## RECORDS FOR THE TASK

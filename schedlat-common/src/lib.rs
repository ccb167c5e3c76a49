//! # Shared Data Structures and Scheduling-Latency Core (eBPF ↔ Userspace)
//!
//! Everything in this crate compiles for both `bpfel-unknown-none` (kernel side)
//! and the host (userspace side). Record types use `#[repr(C)]` so their layout
//! is identical on both sides of the ring buffer.
//!
//! ## Core pipeline
//!
//! ```text
//!  sched_wakeup ──▶ WakeupTable::record_wakeup
//!
//!  sched_switch ──▶ SwitchAnalyzer::on_switch
//!                     1. idle filter
//!                     2. WakeupTable::take_wakeup
//!                     3. delay = now - wake_ts
//!                     4. ThrottleGate::should_sample
//!                     5. threshold filter
//!                     6. GroupResolver (prev + next)
//!                     7. preemption classification
//!                     8. EventSink::emit(LatencyEvent)
//! ```
//!
//! The storage behind each step is a trait so the kernel programs can back it
//! with eBPF maps while userspace backs it with concurrent in-process
//! structures (and tests back it with fixed stubs).
//!
//! ## Key Types
//!
//! - [`LatencyEvent`] - Record pushed to the transport for every reported delay
//! - [`LatencyConfig`] - Throttle window, sampling denominator, threshold
//! - [`SchedSwitchArgs`] / [`SchedWakeupArgs`] - Tracepoint argument layouts
//! - [`TaskMeta`] - Per-thread identity cached by the kernel side

#![cfg_attr(not(test), no_std)]

pub mod analyzer;
pub mod group;
pub mod throttle;
pub mod wakeup;

pub use analyzer::{EventSink, SchedSwitch, SwitchAnalyzer, SwitchOutcome, TaskInfo};
pub use group::{GroupResolver, NoGroups};
pub use throttle::{RandomSource, SampleClock, Sampler, ThrottleGate};
pub use wakeup::WakeupTable;

// ============================================================================
// Constants
// ============================================================================

/// Thread id the kernel uses for the per-CPU idle task (swapper)
///
/// Transitions into or out of the idle task are never measured.
pub const IDLE_TID: u32 = 0;

/// Length of a kernel task name including the trailing NUL
pub const TASK_COMM_LEN: usize = 16;

/// `prev_state` value reported by `sched_switch` for a task that was still
/// runnable when it was switched out (i.e. it was preempted)
pub const TASK_RUNNING: i64 = 0;

/// `prev_state` for a task sleeping in an interruptible wait
pub const TASK_INTERRUPTIBLE: i64 = 1;

/// `prev_state` for a task blocked in an uninterruptible wait (usually I/O)
pub const TASK_UNINTERRUPTIBLE: i64 = 2;

/// Default throttle window: one guaranteed sample per CPU per millisecond
pub const DEFAULT_WINDOW_NS: u64 = 1_000_000;

/// Default sampling denominator: 1 in 100 in-window events is measured
pub const DEFAULT_SAMPLE_RATIO: u32 = 100;

/// Default reporting threshold: delays under 1ms are not reported
pub const DEFAULT_THRESHOLD_NS: u64 = 1_000_000;

/// Maximum number of outstanding wake-ups tracked at once
pub const WAKEUP_TABLE_CAPACITY: u32 = 10240;

/// Maximum number of threads whose identity is cached by the kernel side
pub const TASK_META_CAPACITY: u32 = 16384;

/// Size of the kernel → userspace ring buffer
pub const EVENTS_RING_BYTES: u32 = 256 * 1024;

// ============================================================================
// Configuration map keys
// ============================================================================

/// `CONFIG[0]`: throttle window in nanoseconds
pub const CONFIG_WINDOW_NS: u32 = 0;

/// `CONFIG[1]`: sampling denominator
pub const CONFIG_SAMPLE_RATIO: u32 = 1;

/// `CONFIG[2]`: reporting threshold in nanoseconds
pub const CONFIG_THRESHOLD_NS: u32 = 2;

/// Tunables for throttling and filtering
///
/// Fixed for the lifetime of a tracing session: userspace writes them once
/// before the programs are attached.
#[derive(Debug, Clone, Copy, PartialEq, Eq)]
pub struct LatencyConfig {
    /// Time after the last accepted sample on a CPU during which events are
    /// only sampled probabilistically
    pub window_ns: u64,

    /// Denominator `R` of the in-window sampling probability `1/R`
    ///
    /// `0` and `1` both mean "sample every event".
    pub sample_ratio: u32,

    /// Minimum delay that is reported
    pub threshold_ns: u64,
}

impl LatencyConfig {
    /// Build a config from raw `CONFIG` map values, where `0` selects the default
    #[must_use]
    pub fn from_raw(window_ns: u64, sample_ratio: u64, threshold_ns: u64) -> Self {
        let defaults = Self::default();
        Self {
            window_ns: if window_ns == 0 { defaults.window_ns } else { window_ns },
            sample_ratio: match sample_ratio {
                0 => defaults.sample_ratio,
                r => u32::try_from(r).unwrap_or(u32::MAX),
            },
            threshold_ns: if threshold_ns == 0 { defaults.threshold_ns } else { threshold_ns },
        }
    }
}

impl Default for LatencyConfig {
    fn default() -> Self {
        Self {
            window_ns: DEFAULT_WINDOW_NS,
            sample_ratio: DEFAULT_SAMPLE_RATIO,
            threshold_ns: DEFAULT_THRESHOLD_NS,
        }
    }
}

// ============================================================================
// Shared Data Structures
// ============================================================================

/// Scheduling latency record sent from eBPF to userspace via ring buffer
///
/// **Memory Layout**: `#[repr(C)]` with fields ordered so there is no implicit
/// padding; the in-memory layout is the packed wire layout (80 bytes).
#[repr(C)]
#[derive(Debug, Clone, Copy, PartialEq, Eq)]
pub struct LatencyEvent {
    /// Process ID (TGID) of the thread that was switched in
    pub pid: u32,

    /// Thread ID of the thread that was switched in
    pub tid: u32,

    /// Time between the thread's wake-up and its switch-in (nanoseconds)
    ///
    /// Always at least the configured threshold.
    pub delay_ns: u64,

    /// Monotonic timestamp of the switch-in (`bpf_ktime_get_ns()` domain)
    pub ts: u64,

    /// Group (cgroup v2) id of the thread that was switched in, 0 if unresolved
    pub cgroup_id: u64,

    /// Group (cgroup v2) id of the thread that was switched out, 0 if unresolved
    pub prev_cgroup_id: u64,

    /// Process ID of the preempted (switched-out) task
    ///
    /// Only meaningful when `is_preempt == 1`, zero otherwise.
    pub preempted_pid: u32,

    /// Whether the switched-out task was still runnable (1) or had blocked (0)
    pub is_preempt: u32,

    /// Name of the switched-in thread (NUL-padded)
    pub comm: [u8; TASK_COMM_LEN],

    /// Name of the preempted thread (NUL-padded, zeroed if not a preemption)
    pub preempted_comm: [u8; TASK_COMM_LEN],
}

const _: () = assert!(core::mem::size_of::<LatencyEvent>() == 80);

impl LatencyEvent {
    /// Whether this delay was caused by preempting a runnable task
    #[must_use]
    pub fn is_preemption(&self) -> bool {
        self.is_preempt != 0
    }

    /// Thread name of the switched-in thread
    #[must_use]
    pub fn comm_str(&self) -> &str {
        comm_as_str(&self.comm)
    }

    /// Thread name of the preempted thread (empty if not a preemption)
    #[must_use]
    pub fn preempted_comm_str(&self) -> &str {
        comm_as_str(&self.preempted_comm)
    }
}

/// Identity of a thread, cached by the kernel side at switch-out
///
/// The `sched_switch` tracepoint only carries the incoming thread's tid, so its
/// process id and group id are looked up from the last time it ran.
#[repr(C)]
#[derive(Debug, Clone, Copy, Default, PartialEq, Eq)]
pub struct TaskMeta {
    /// Process ID (TGID)
    pub tgid: u32,

    /// Padding for 8-byte alignment
    #[allow(clippy::pub_underscore_fields)]
    pub _padding: u32,

    /// Group (cgroup v2) id
    pub cgroup_id: u64,
}

/// Tracepoint arguments for `sched/sched_switch`
///
/// Layout defined by the Linux kernel tracepoint ABI:
/// `/sys/kernel/debug/tracing/events/sched/sched_switch/format`
///
/// - **prev_***: The thread being switched OUT (going off-CPU)
/// - **next_***: The thread being switched IN (going on-CPU)
#[repr(C)]
pub struct SchedSwitchArgs {
    /// Kernel tracepoint common fields
    #[allow(clippy::pub_underscore_fields)]
    pub __unused__: u64,

    pub prev_comm: [u8; TASK_COMM_LEN],
    pub prev_pid: i32,
    pub prev_prio: i32,

    /// State of the thread being switched out
    ///
    /// `0` (`TASK_RUNNING`) means the thread was preempted while runnable.
    pub prev_state: i64,

    pub next_comm: [u8; TASK_COMM_LEN],
    pub next_pid: i32,
    pub next_prio: i32,
}

/// Tracepoint arguments for `sched/sched_wakeup` and `sched/sched_wakeup_new`
///
/// Layout from `/sys/kernel/debug/tracing/events/sched/sched_wakeup/format`.
#[repr(C)]
pub struct SchedWakeupArgs {
    /// Kernel tracepoint common fields
    #[allow(clippy::pub_underscore_fields)]
    pub __unused__: u64,

    pub comm: [u8; TASK_COMM_LEN],

    /// Thread ID of the woken thread
    pub pid: i32,
    pub prio: i32,
    pub target_cpu: i32,
}

// ============================================================================
// Task name helpers
// ============================================================================

/// Copy a task name into a fixed-width field
///
/// Truncates to `TASK_COMM_LEN - 1` bytes so the result is always
/// NUL-terminated, and stops at the first NUL in `name`.
#[must_use]
pub fn comm_from_bytes(name: &[u8]) -> [u8; TASK_COMM_LEN] {
    let mut comm = [0u8; TASK_COMM_LEN];
    let len = name
        .iter()
        .position(|&b| b == 0)
        .unwrap_or(name.len())
        .min(TASK_COMM_LEN - 1);
    comm[..len].copy_from_slice(&name[..len]);
    comm
}

/// View a NUL-padded task name as a string
///
/// Returns `"<invalid>"` if the bytes before the first NUL are not UTF-8.
#[must_use]
pub fn comm_as_str(comm: &[u8]) -> &str {
    let len = comm.iter().position(|&b| b == 0).unwrap_or(comm.len());
    core::str::from_utf8(&comm[..len]).unwrap_or("<invalid>")
}

#[cfg(feature = "user")]
use aya::Pod;

// Pod marks the types as plain bytes for aya map and ring buffer access
#[cfg(feature = "user")]
#[allow(unsafe_code)]
unsafe impl Pod for LatencyEvent {}

#[cfg(feature = "user")]
#[allow(unsafe_code)]
unsafe impl Pod for TaskMeta {}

## DESCRIPTION OF THE TASK
Every line of the entries that includes "measured" must be copied into the answer.

## WORKED SOLUTION
/// Transitions into or out of the idle task are never measured.
/// Default sampling denominator: 1 in 100 in-window events is measured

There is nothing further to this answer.